------ DATA FOR THIS EXERCISE
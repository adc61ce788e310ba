//! 联系表单
//!
//! 没有后端接口，发送只是一次固定时长的模拟等待。

use std::time::Duration;

use crate::error::{AppError, AppResult, ErrorKind};

/// 模拟发送的等待时长
pub const CONTACT_SEND_DELAY: Duration = Duration::from_secs(1);

#[derive(Debug, Clone, Default, PartialEq)]
pub struct ContactForm {
    pub name: String,
    pub email: String,
    pub message: String,
}

impl ContactForm {
    pub fn validate(&self) -> AppResult<()> {
        if self.name.trim().is_empty() || self.message.trim().is_empty() {
            return Err(invalid("Please fill in all fields"));
        }
        if !looks_like_email(self.email.trim()) {
            return Err(invalid("Please enter a valid email address"));
        }
        Ok(())
    }

    /// 发送成功后清空
    pub fn reset(&mut self) {
        *self = Self::default();
    }
}

fn invalid(message: &str) -> AppError {
    AppError::new(ErrorKind::Validation, message).in_op("contact.validate")
}

/// `@` 两侧都有内容即可
fn looks_like_email(value: &str) -> bool {
    match value.split_once('@') {
        Some((local, domain)) => !local.is_empty() && !domain.is_empty(),
        None => false,
    }
}
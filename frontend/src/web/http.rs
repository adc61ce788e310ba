//! HTTP 请求封装模块
//!
//! 使用 `web_sys::fetch` 提供简洁的 HTTP 客户端接口。
//! 请求体可以是 JSON 文本，也可以是浏览器 `Blob`（上传文件时直接发送原始字节）。

use leafscan::{AppError, ErrorKind};
use leafscan_shared::protocol::HttpMethod;
use serde::Serialize;
use serde::de::DeserializeOwned;
use wasm_bindgen::JsCast;
use wasm_bindgen::prelude::*;
use wasm_bindgen_futures::JsFuture;
use web_sys::{Blob, Headers, Request, RequestInit, Response};

fn method_name(method: HttpMethod) -> &'static str {
    match method {
        HttpMethod::Get => "GET",
        HttpMethod::Post => "POST",
        HttpMethod::Delete => "DELETE",
    }
}

/// HTTP 错误类型
#[derive(Debug, thiserror::Error)]
pub enum HttpError {
    #[error("failed to build request: {0}")]
    RequestBuildFailed(String),
    #[error("network error: {0}")]
    NetworkError(String),
    #[error("failed to read response: {0}")]
    ResponseParseFailed(String),
}

impl From<HttpError> for AppError {
    fn from(e: HttpError) -> Self {
        let kind = match e {
            HttpError::ResponseParseFailed(_) => ErrorKind::Serialization,
            _ => ErrorKind::Network,
        };
        AppError::new(kind, e.to_string()).with_source(e)
    }
}

/// HTTP 响应封装
pub struct HttpResponse {
    inner: Response,
}

impl HttpResponse {
    /// 获取 HTTP 状态码
    pub fn status(&self) -> u16 {
        self.inner.status()
    }

    /// 检查响应是否成功 (2xx)
    pub fn ok(&self) -> bool {
        self.inner.ok()
    }

    /// 获取响应体文本
    pub async fn text(self) -> Result<String, HttpError> {
        let promise = self
            .inner
            .text()
            .map_err(|e| HttpError::ResponseParseFailed(format!("{:?}", e)))?;

        let text = JsFuture::from(promise)
            .await
            .map_err(|e| HttpError::ResponseParseFailed(format!("{:?}", e)))?;

        text.as_string()
            .ok_or_else(|| HttpError::ResponseParseFailed("body is not a string".to_string()))
    }
}

enum Body {
    Text(String),
    Blob(Blob),
}

/// HTTP 请求构建器
pub struct HttpRequestBuilder {
    url: String,
    method: HttpMethod,
    headers: Vec<(String, String)>,
    body: Option<Body>,
}

impl HttpRequestBuilder {
    fn new(url: String, method: HttpMethod) -> Self {
        Self {
            url,
            method,
            headers: Vec::new(),
            body: None,
        }
    }

    /// 添加请求头
    pub fn header(mut self, key: &str, value: &str) -> Self {
        self.headers.push((key.to_string(), value.to_string()));
        self
    }

    /// 设置 JSON 请求体
    pub fn json<T: Serialize + ?Sized>(self, value: &T) -> Result<Self, AppError> {
        let body = serde_json::to_string(value)?;
        let mut builder = self.header("Content-Type", "application/json");
        builder.body = Some(Body::Text(body));
        Ok(builder)
    }

    /// 以原始字节上传
    pub fn blob(mut self, blob: &Blob, content_type: &str) -> Self {
        self = self.header("Content-Type", content_type);
        self.body = Some(Body::Blob(blob.clone()));
        self
    }

    /// 发送请求
    pub async fn send(self) -> Result<HttpResponse, HttpError> {
        let headers = Headers::new()
            .map_err(|e| HttpError::RequestBuildFailed(format!("Headers: {:?}", e)))?;

        for (key, value) in &self.headers {
            headers
                .set(key, value)
                .map_err(|e| HttpError::RequestBuildFailed(format!("header {}: {:?}", key, e)))?;
        }

        let opts = RequestInit::new();
        opts.set_method(method_name(self.method));
        opts.set_headers(&headers.into());

        match &self.body {
            Some(Body::Text(text)) => opts.set_body(&JsValue::from_str(text)),
            Some(Body::Blob(blob)) => opts.set_body(blob),
            None => {}
        }

        let request = Request::new_with_str_and_init(&self.url, &opts)
            .map_err(|e| HttpError::RequestBuildFailed(format!("{:?}", e)))?;

        let window = web_sys::window()
            .ok_or_else(|| HttpError::NetworkError("no window object".to_string()))?;

        let resp_value = JsFuture::from(window.fetch_with_request(&request))
            .await
            .map_err(|e| HttpError::NetworkError(format!("{:?}", e)))?;

        let response: Response = resp_value
            .dyn_into()
            .map_err(|e| HttpError::ResponseParseFailed(format!("not a Response: {:?}", e)))?;

        Ok(HttpResponse { inner: response })
    }
}

/// 轻量级 HTTP 客户端
pub struct HttpClient;

impl HttpClient {
    pub fn request(method: HttpMethod, url: &str) -> HttpRequestBuilder {
        HttpRequestBuilder::new(url.to_string(), method)
    }
}

/// 解析 JSON 响应体；空响应体按 `null` 处理（204 等）
pub fn parse_json<T: DeserializeOwned>(text: &str) -> Result<T, AppError> {
    let text = if text.trim().is_empty() { "null" } else { text };
    Ok(serde_json::from_str(text)?)
}
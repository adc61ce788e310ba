//! 定时器封装模块
//!
//! 使用 `web_sys` 的原生定时器 API。

use wasm_bindgen::prelude::*;

/// 周期性定时器
///
/// 封装 `setInterval` API。当 `Interval` 被 drop 时，自动清除定时器。
pub struct Interval {
    handle: i32,
    _closure: Closure<dyn Fn()>,
}

impl Interval {
    /// 创建新的周期性定时器
    ///
    /// 无法获取 window 或注册失败时返回错误。
    pub fn new<F>(millis: u32, callback: F) -> Result<Self, JsValue>
    where
        F: Fn() + 'static,
    {
        let closure = Closure::<dyn Fn()>::new(callback);
        let window = web_sys::window().ok_or_else(|| JsValue::from_str("no window object"))?;

        let handle = window.set_interval_with_callback_and_timeout_and_arguments_0(
            closure.as_ref().unchecked_ref(),
            millis as i32,
        )?;

        Ok(Self {
            handle,
            _closure: closure,
        })
    }

    pub fn cancel(&self) {
        if let Some(window) = web_sys::window() {
            window.clear_interval_with_handle(self.handle);
        }
    }
}

impl Drop for Interval {
    fn drop(&mut self) {
        self.cancel();
    }
}
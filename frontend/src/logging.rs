//! 日志初始化
//!
//! `tracing` 事件经 fmt 层格式化后写到浏览器控制台。
//! wasm32 上没有系统时钟，因此不输出时间戳；控制台也不识别 ANSI 颜色。

use std::io::{self, Write};

use tracing::{Level, Metadata};
use tracing_subscriber::fmt::MakeWriter;

/// 按事件级别选择 console 方法
struct ConsoleWriter {
    level: Level,
    buffer: Vec<u8>,
}

impl Write for ConsoleWriter {
    fn write(&mut self, buf: &[u8]) -> io::Result<usize> {
        self.buffer.extend_from_slice(buf);
        Ok(buf.len())
    }

    fn flush(&mut self) -> io::Result<()> {
        Ok(())
    }
}

impl Drop for ConsoleWriter {
    fn drop(&mut self) {
        let line = String::from_utf8_lossy(&self.buffer);
        let line = line.trim_end();
        if line.is_empty() {
            return;
        }
        let value = wasm_bindgen::JsValue::from_str(line);
        match self.level {
            Level::ERROR => web_sys::console::error_1(&value),
            Level::WARN => web_sys::console::warn_1(&value),
            Level::INFO => web_sys::console::info_1(&value),
            _ => web_sys::console::debug_1(&value),
        }
    }
}

struct ConsoleMakeWriter;

impl<'a> MakeWriter<'a> for ConsoleMakeWriter {
    type Writer = ConsoleWriter;

    fn make_writer(&'a self) -> Self::Writer {
        ConsoleWriter {
            level: Level::INFO,
            buffer: Vec::new(),
        }
    }

    fn make_writer_for(&'a self, meta: &Metadata<'_>) -> Self::Writer {
        ConsoleWriter {
            level: *meta.level(),
            buffer: Vec::new(),
        }
    }
}

/// 安装全局订阅者；调试构建输出 debug 级别
pub fn init() {
    let max_level = if cfg!(debug_assertions) {
        Level::DEBUG
    } else {
        Level::INFO
    };

    let installed = tracing_subscriber::fmt()
        .with_writer(ConsoleMakeWriter)
        .with_max_level(max_level)
        .with_ansi(false)
        .without_time()
        .with_target(true)
        .try_init();

    if installed.is_err() {
        web_sys::console::warn_1(&"tracing subscriber already installed".into());
    }
}
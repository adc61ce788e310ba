use leafscan::AppRoute;
use leptos::prelude::*;

use crate::i18n::use_i18n;
use crate::web::router::Link;

#[component]
pub fn NotFoundPage() -> impl IntoView {
    let i18n = use_i18n();
    view! {
        <div class="flex items-center justify-center min-h-screen bg-base-200">
            <div class="text-center">
                <h1 class="text-6xl font-bold text-error">"404"</h1>
                <p class="text-xl mt-4">{move || i18n.t("page_not_found")}</p>
                <Link to=AppRoute::Landing class="btn btn-primary mt-6">
                    {move || i18n.t("back_home")}
                </Link>
            </div>
        </div>
    }
}
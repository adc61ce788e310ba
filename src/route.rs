//! 路由定义模块 - 领域模型
//!
//! 纯粹的业务逻辑层，不依赖于 DOM 或 web_sys。
//! 定义了应用的所有路由及其守卫规则。

use std::fmt::Display;

/// 应用路由枚举
#[derive(Debug, Clone, Copy, PartialEq, Eq, Default)]
pub enum AppRoute {
    /// 落地页 (默认路由)
    #[default]
    Landing,
    /// 登录 / 注册
    Auth,
    /// 识别面板 (需要认证)
    Dashboard,
    /// 识别历史 (需要认证)
    History,
    About,
    Contact,
    /// 页面未找到
    NotFound,
}

impl AppRoute {
    /// 将 URL path 解析为路由枚举
    pub fn from_path(path: &str) -> Self {
        let path = path.split(['?', '#']).next().unwrap_or("/");
        let trimmed = path.trim_end_matches('/');
        match trimmed {
            "" => Self::Landing,
            "/auth" => Self::Auth,
            "/dashboard" => Self::Dashboard,
            "/history" => Self::History,
            "/about" => Self::About,
            "/contact" => Self::Contact,
            _ => Self::NotFound,
        }
    }

    /// 获取路由对应的 URL path
    pub fn to_path(&self) -> &'static str {
        match self {
            Self::Landing => "/",
            Self::Auth => "/auth",
            Self::Dashboard => "/dashboard",
            Self::History => "/history",
            Self::About => "/about",
            Self::Contact => "/contact",
            Self::NotFound => "/404",
        }
    }

    /// **核心守卫逻辑：定义该路由是否需要认证**
    pub fn requires_auth(&self) -> bool {
        matches!(self, Self::Dashboard | Self::History)
    }

    /// 定义已认证用户是否应该离开此路由（登录页）
    pub fn should_redirect_when_authenticated(&self) -> bool {
        matches!(self, Self::Auth)
    }

    /// 获取认证失败时的重定向目标
    pub fn auth_failure_redirect() -> Self {
        Self::Auth
    }

    /// 获取认证成功时的重定向目标（从登录页）
    pub fn auth_success_redirect() -> Self {
        Self::Dashboard
    }

    /// 守卫：给定认证状态，返回实际应该进入的路由
    ///
    /// 被拒绝的路由在视图挂载前就被替换，因此不会为其发起任何数据请求。
    pub fn resolve(self, is_authenticated: bool) -> Self {
        if self.requires_auth() && !is_authenticated {
            Self::auth_failure_redirect()
        } else if self.should_redirect_when_authenticated() && is_authenticated {
            Self::auth_success_redirect()
        } else {
            self
        }
    }
}

impl Display for AppRoute {
    fn fmt(&self, f: &mut std::fmt::Formatter<'_>) -> std::fmt::Result {
        write!(f, "{}", self.to_path())
    }
}
use crate::key::LimitKey;
use rust_decimal::Decimal;
use thiserror::Error;

/// Errors raised by the Limit Service (§4.7, §7).
#[derive(Debug, Clone, PartialEq, Error)]
pub enum LimitError {
    #[error("decrement rejected for {key:?}: requested {requested} exceeds available {available}")]
    InsufficientAvailability {
        key: LimitKey,
        requested: Decimal,
        available: Decimal,
    },

    #[error("decrement contended for {key:?} after {attempts} retries")]
    Contended { key: LimitKey, attempts: u32 },

    #[error("decrement for {key:?} timed out waiting for the CAS budget")]
    Timeout { key: LimitKey },

    #[error("replenish for {key:?} would drive reserved below zero")]
    NegativeReserved { key: LimitKey },
}
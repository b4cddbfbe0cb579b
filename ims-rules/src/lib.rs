//! IMS-Rules: the Rule Engine (§4.6).
//!
//! Stores versioned, market-scoped rules and evaluates them against a fixed attribute schema.
//! A rule's lineage is append-only: `create` starts it at version 1, `edit` appends a draft,
//! `publish` promotes the newest draft to active (superseding whatever was previously active for
//! the same `(calculation_type, market, rule_name)`), and `revert_to` republishes an earlier
//! version's body as a brand-new version rather than rewriting history.

pub mod condition;
pub mod engine;
pub mod error;
pub mod model;

pub use condition::{AttributeValue, ConditionNode, EvaluationContext, Operator};
pub use engine::{RuleEngine, RuleTrace};
pub use error::RuleError;
pub use model::{Action, CalculationType, Criteria, EffectiveWindow, Rule, RuleId, RuleStatus};
use chrono::NaiveDate;
use rust_decimal::Decimal;
use serde::{Deserialize, Serialize};
use std::collections::BTreeMap;

/// The projected quantity available by settlement date, maintained per `(book, security)` by the
/// Position Engine (§4.4). Each trade appends a rung at its settlement date; the ladder is the
/// running total as of each date, not a per-trade delta log.
#[derive(Debug, Clone, Default, PartialEq, Deserialize, Serialize)]
pub struct SettlementLadder {
    rungs: BTreeMap<NaiveDate, Decimal>,
}

impl SettlementLadder {
    pub fn new() -> Self {
        Self::default()
    }

    /// Applies a quantity delta settling on `date`, recomputing every later rung's projected
    /// total so the ladder stays a running cumulative view.
    pub fn apply(&mut self, date: NaiveDate, delta: Decimal) {
        for (_, total) in self.rungs.range_mut(date..) {
            *total += delta;
        }

        let prior_total = self
            .rungs
            .range(..date)
            .next_back()
            .map(|(_, total)| *total)
            .unwrap_or(Decimal::ZERO);

        self.rungs.entry(date).or_insert(prior_total + delta);
    }

    /// The projected quantity as of `date` (the latest rung at or before `date`, or zero if the
    /// ladder has no rungs that early).
    pub fn projected_as_of(&self, date: NaiveDate) -> Decimal {
        self.rungs
            .range(..=date)
            .next_back()
            .map(|(_, total)| *total)
            .unwrap_or(Decimal::ZERO)
    }

    pub fn rungs(&self) -> impl Iterator<Item = (NaiveDate, Decimal)> + '_ {
        self.rungs.iter().map(|(date, total)| (*date, *total))
    }
}

#[cfg(test)]
mod tests {
    use super::*;
    use rust_decimal_macros::dec;

    fn date(day: u32) -> NaiveDate {
        NaiveDate::from_ymd_opt(2026, 7, day).unwrap()
    }

    #[test]
    fn later_rungs_carry_forward_earlier_deltas() {
        let mut ladder = SettlementLadder::new();
        ladder.apply(date(2), dec!(100));
        ladder.apply(date(5), dec!(-30));

        assert_eq!(ladder.projected_as_of(date(1)), Decimal::ZERO);
        assert_eq!(ladder.projected_as_of(date(3)), dec!(100));
        assert_eq!(ladder.projected_as_of(date(5)), dec!(70));
        assert_eq!(ladder.projected_as_of(date(10)), dec!(70));
    }

    #[test]
    fn inserting_an_earlier_rung_after_a_later_one_propagates_forward() {
        let mut ladder = SettlementLadder::new();
        ladder.apply(date(10), dec!(50));
        ladder.apply(date(2), dec!(20));

        assert_eq!(ladder.projected_as_of(date(2)), dec!(20));
        assert_eq!(ladder.projected_as_of(date(10)), dec!(70));
    }
}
------------
REQUIRED WORK: Retype every line of the listing, word for word, from its opening line to the line that holds "pub struct ContactForm", and include that last line too.

ANSWER SECTION:
repository adc61ce788e310ba
//! 联系表单
//!
//! 没有后端接口，发送只是一次固定时长的模拟等待。

use std::time::Duration;

use crate::error::{AppError, AppResult, ErrorKind};

/// 模拟发送的等待时长
pub const CONTACT_SEND_DELAY: Duration = Duration::from_secs(1);

#[derive(Debug, Clone, Default, PartialEq)]
pub struct ContactForm {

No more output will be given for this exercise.